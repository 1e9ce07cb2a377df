use pnet::datalink::{self, Channel, DataLinkReceiver, DataLinkSender, NetworkInterface};
use pnet::util::MacAddr;
use std::io;
use std::net::{IpAddr, Ipv4Addr};
use std::time::Duration;
use tracing::{debug, info};

use super::error::{Error, Result};

/// Read timeout of one receive call. The reply listener keeps its own
/// overall deadline on top of this.
pub const DEFAULT_POLL_INTERVAL: Duration = Duration::from_millis(100);

const DEFAULT_BUFFER_SIZE: usize = 4096;

/// Settings for the datalink channel behind a capture handle.
#[derive(Debug, Clone)]
pub struct CaptureConfig {
    pub read_timeout: Duration,
    pub read_buffer_size: usize,
    pub write_buffer_size: usize,
    pub promiscuous: bool,
}

impl Default for CaptureConfig {
    fn default() -> Self {
        CaptureConfig {
            read_timeout: DEFAULT_POLL_INTERVAL,
            read_buffer_size: DEFAULT_BUFFER_SIZE,
            write_buffer_size: DEFAULT_BUFFER_SIZE,
            promiscuous: true,
        }
    }
}

/// A live capture handle able to inject and receive raw Ethernet frames.
pub trait FrameLink {
    fn send_frame(&mut self, frame: &[u8]) -> io::Result<()>;

    /// Next received frame, `Ok(None)` when nothing arrived within the
    /// handle's read timeout.
    fn next_frame(&mut self) -> io::Result<Option<&[u8]>>;
}

/// The pieces of the local network stack the pipeline depends on.
pub trait NetworkHost {
    type Link: FrameLink;

    fn open_link(&self, interface: &str, config: &CaptureConfig) -> Result<Self::Link>;

    fn hardware_address(&self, interface: &str) -> Result<MacAddr>;

    fn ipv4_address(&self, interface: &str) -> Result<Ipv4Addr>;
}

/// Capture handle over a pnet datalink channel. Dropping it closes the
/// underlying socket.
pub struct PnetLink {
    interface: NetworkInterface,
    sender: Box<dyn DataLinkSender>,
    receiver: Box<dyn DataLinkReceiver>,
}

impl FrameLink for PnetLink {
    fn send_frame(&mut self, frame: &[u8]) -> io::Result<()> {
        match self.sender.send_to(frame, None) {
            Some(result) => result,
            None => Err(io::Error::new(
                io::ErrorKind::Other,
                "datalink sender has no buffer available",
            )),
        }
    }

    fn next_frame(&mut self) -> io::Result<Option<&[u8]>> {
        match self.receiver.next() {
            Ok(frame) => Ok(Some(frame)),
            Err(e)
                if matches!(
                    e.kind(),
                    io::ErrorKind::TimedOut
                        | io::ErrorKind::WouldBlock
                        | io::ErrorKind::Interrupted
                ) =>
            {
                Ok(None)
            }
            Err(e) => Err(e),
        }
    }
}

impl Drop for PnetLink {
    fn drop(&mut self) {
        debug!("Closing capture handle on {}", self.interface.name);
    }
}

/// The host's real interfaces, as enumerated by pnet.
#[derive(Debug, Default, Clone, Copy)]
pub struct SystemHost;

impl SystemHost {
    fn find_interface(name: &str) -> Result<NetworkInterface> {
        datalink::interfaces()
            .into_iter()
            .find(|iface| iface.name == name)
            .ok_or_else(|| Error::InterfaceNotFound(name.to_string()))
    }

    fn open_data_channel(
        interface: &NetworkInterface,
        config: &CaptureConfig,
    ) -> Result<(Box<dyn DataLinkSender>, Box<dyn DataLinkReceiver>)> {
        let channel_config = datalink::Config {
            read_timeout: Some(config.read_timeout),
            read_buffer_size: config.read_buffer_size,
            write_buffer_size: config.write_buffer_size,
            promiscuous: config.promiscuous,
            ..Default::default()
        };

        match datalink::channel(interface, channel_config) {
            Ok(Channel::Ethernet(tx, rx)) => Ok((tx, rx)),
            Ok(_) => Err(Error::Channel {
                interface: interface.name.clone(),
                reason: "unhandled channel type".to_string(),
            }),
            Err(e) => Err(Error::Channel {
                interface: interface.name.clone(),
                reason: format!("{} (verify that you are in ROOT mode)", e),
            }),
        }
    }
}

impl NetworkHost for SystemHost {
    type Link = PnetLink;

    fn open_link(&self, interface: &str, config: &CaptureConfig) -> Result<PnetLink> {
        let interface = Self::find_interface(interface)?;
        let (sender, receiver) = Self::open_data_channel(&interface, config)?;
        info!("Opened capture handle on {}", interface.name);
        Ok(PnetLink {
            interface,
            sender,
            receiver,
        })
    }

    fn hardware_address(&self, interface: &str) -> Result<MacAddr> {
        Self::find_interface(interface)?
            .mac
            .ok_or_else(|| Error::NoHardwareAddress(interface.to_string()))
    }

    fn ipv4_address(&self, interface: &str) -> Result<Ipv4Addr> {
        let found = Self::find_interface(interface)?;
        first_ipv4(found.ips.iter().map(|network| network.ip()))
            .ok_or_else(|| Error::NoIpv4Address(interface.to_string()))
    }
}

fn first_ipv4<I: IntoIterator<Item = IpAddr>>(ips: I) -> Option<Ipv4Addr> {
    ips.into_iter().find_map(|ip| match ip {
        IpAddr::V4(ip) => Some(ip),
        IpAddr::V6(_) => None,
    })
}

#[cfg(test)]
mod tests {
    use super::*;
    use std::net::Ipv6Addr;

    #[test]
    fn first_ipv4_skips_ipv6_addresses() {
        let ips = [
            IpAddr::V6(Ipv6Addr::LOCALHOST),
            IpAddr::V4(Ipv4Addr::new(10, 0, 0, 5)),
            IpAddr::V4(Ipv4Addr::new(10, 0, 0, 6)),
        ];
        assert_eq!(first_ipv4(ips), Some(Ipv4Addr::new(10, 0, 0, 5)));
    }

    #[test]
    fn first_ipv4_none_without_ipv4() {
        assert_eq!(first_ipv4([IpAddr::V6(Ipv6Addr::LOCALHOST)]), None);
        assert_eq!(first_ipv4(Vec::new()), None);
    }

    #[test]
    fn unknown_interface_is_reported_by_name() {
        let err = SystemHost.hardware_address("no-such-iface0").unwrap_err();
        assert!(matches!(err, Error::InterfaceNotFound(ref name) if name == "no-such-iface0"));
    }

    #[test]
    fn default_capture_config_polls_every_100ms() {
        let config = CaptureConfig::default();
        assert_eq!(config.read_timeout, Duration::from_millis(100));
        assert!(config.promiscuous);
    }
}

**INSTRUCTIONS TO FOLLOW**
Copy all lines from the listing that contain "CaptureConfig".

**SOLVED PROBLEM**
pub struct CaptureConfig {
impl Default for CaptureConfig {
        CaptureConfig {
    fn open_link(&self, interface: &str, config: &CaptureConfig) -> Result<Self::Link>;
        config: &CaptureConfig,
    fn open_link(&self, interface: &str, config: &CaptureConfig) -> Result<PnetLink> {
        let config = CaptureConfig::default();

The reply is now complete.